Enjoy dance in any of its forms. Perhaps at the beginning you won’t be able to avoid framing the movements in the laws of physics, but afterwards you’ll feel it, boom.
Go beyond geometry, color theory and neurology and enjoy painting and sculpture.
Resist the temptation to find the scientific logic to that poem, that novel, and let the words discover galaxies for you that only inhabit the arts.
Surrender when faced with the lack of scientific basis to the stories that in theater and film peer into that which is humanly imperfect, unstable, and unpredictable.
And so on with all the arts.
Now imagine that it’s not your own daily life but rather the arts which are in danger of extinction.
Imagine people, not statistics: men, women, children, elders, with a face, a history, a culture, threatened with annihilation.
See yourselves in those mirrors.
Understand that it’s not about fighting for them or in their place, but rather with them.
See yourselves as we Zapatistas see you.
Science is not your limit, your dead weight, your useless burden, the activity you should carry out in clandestinity or hiding in the closet of the academies and institutes.
Understand what we have already understood: that, as scientists, you all fight for humanity, that is to say, for life.
-*-
Yesterday Subcomandante Insurgente Moisés was explaining to us that the communities are, and have been for decades, our teachers and tutors. That the interest in science is new in Zapatismo. That it’s been incited by the new generations, by the Zapatista youth who want to know more and better how the world works. That out of the organized communities came this newest push that has us here in front of you.
It’s true. But what’s not new in Zapatismo is the struggle for life.

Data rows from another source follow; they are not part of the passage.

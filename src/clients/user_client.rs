use tracing::{debug, info, instrument, warn};
use uuid::Uuid;

use crate::actor_framework::{FrameworkError, ResourceClient};
use crate::domain::{ActingUser, Role, Theme, User, UserCreate, UserPatch};
use crate::permissions::{has_permission, Permission};
use crate::session::AuthUser;
use crate::user_actor::UserError;

/// Client for interacting with the User actor.
#[derive(Clone)]
pub struct UserClient {
    inner: ResourceClient<User>,
}

impl_basic_client!(UserClient, User, UserError, user);

/// Fields a user may change on their own profile.
#[derive(Debug, Clone, Default)]
pub struct ProfileUpdate {
    pub name: Option<String>,
    pub theme: Option<Theme>,
}

impl UserClient {
    /// Returns the profile for an authenticated user, creating it on first
    /// sight. Two sessions racing to create the same profile both end up
    /// with the stored one.
    #[instrument(skip(self, auth_user), fields(user_id = %auth_user.id))]
    pub async fn ensure_profile(&self, auth_user: &AuthUser) -> Result<User, UserError> {
        if let Some(existing) = self.inner.get(auth_user.id).await? {
            debug!("Profile already exists");
            return Ok(existing);
        }

        let create = UserCreate::for_auth_user(auth_user.id, &auth_user.email);
        match self.inner.create(create).await {
            Ok(user) => {
                info!(role = %user.role, "Profile created");
                Ok(user)
            }
            Err(FrameworkError::AlreadyExists(_)) => {
                debug!("Profile created concurrently, reloading");
                self.inner
                    .get(auth_user.id)
                    .await?
                    .ok_or(UserError::NotFound(auth_user.id))
            }
            Err(e) => Err(e.into()),
        }
    }

    /// Edits the acting user's own profile.
    #[instrument(skip(self, actor, update))]
    pub async fn update_profile(
        &self,
        actor: Option<&ActingUser>,
        update: ProfileUpdate,
    ) -> Result<User, UserError> {
        let actor = actor.ok_or(UserError::Unauthenticated)?;
        let patch = UserPatch {
            name: update.name,
            theme: update.theme,
            role: None,
        };
        let user = self.inner.update(actor.id, patch).await?;
        info!(user_id = %user.id, "Profile updated");
        Ok(user)
    }

    /// Administrative role change.
    #[instrument(skip(self, actor))]
    pub async fn set_role(
        &self,
        actor: Option<&ActingUser>,
        user_id: Uuid,
        role: Role,
    ) -> Result<User, UserError> {
        let actor = actor.ok_or(UserError::Unauthenticated)?;
        require_manage_users(actor)?;
        let patch = UserPatch { role: Some(role), ..Default::default() };
        let user = self.inner.update(user_id, patch).await?;
        info!(%user_id, %role, changed_by = %actor.id, "Role changed");
        Ok(user)
    }

    #[instrument(skip(self, actor))]
    pub async fn list_users(
        &self,
        actor: Option<&ActingUser>,
        role: Option<Role>,
    ) -> Result<Vec<User>, UserError> {
        let actor = actor.ok_or(UserError::Unauthenticated)?;
        require_manage_users(actor)?;
        let users = self.inner.list(role, None).await?;
        debug!(user_count = users.len(), "Listed users");
        Ok(users)
    }
}

fn require_manage_users(actor: &ActingUser) -> Result<(), UserError> {
    if has_permission(actor.role, Permission::ManageUsers) {
        Ok(())
    } else {
        warn!(user_id = %actor.id, role = %actor.role, "User management denied");
        Err(UserError::Forbidden(format!("role {} lacks {}", actor.role, Permission::ManageUsers)))
    }
}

Even in our willingness and plans when faced with death, we were concerned with life from the start.
Those who are older, or who are interested despite not being older, may know about the uprising: the taking of 7 municipal capitals, the bombardments, the clashes with the military forces, the desperation of the government upon seeing that they couldn’t defeat us, the civil uprising that forced them to stop, what’s followed in these almost 23 years.
What you might not know is what I’m going to tell you next:
We prepared ourselves to kill and to die—Subcomandante Insurgente Moisés already summarized that for you. So then we had two options in front of us: the country as a whole would be ignited, or we would be annihilated. Imagine our bewilderment when neither the one nor the other took place. But that’s another story for which perhaps there will be another occasion.
Two options, but both had the common denominator of death and destruction. Even though you might not believe it, the first thing we did was prepare ourselves to live.
And I don’t mean those of us who fought in combat, those of us for whom knowledge of the resistance of different materials was useful for taking cover and finding shelter in combat and during bombardments; nor the knowledge that allowed the insurgent health workers to save the lives of dozens of Zapatistas.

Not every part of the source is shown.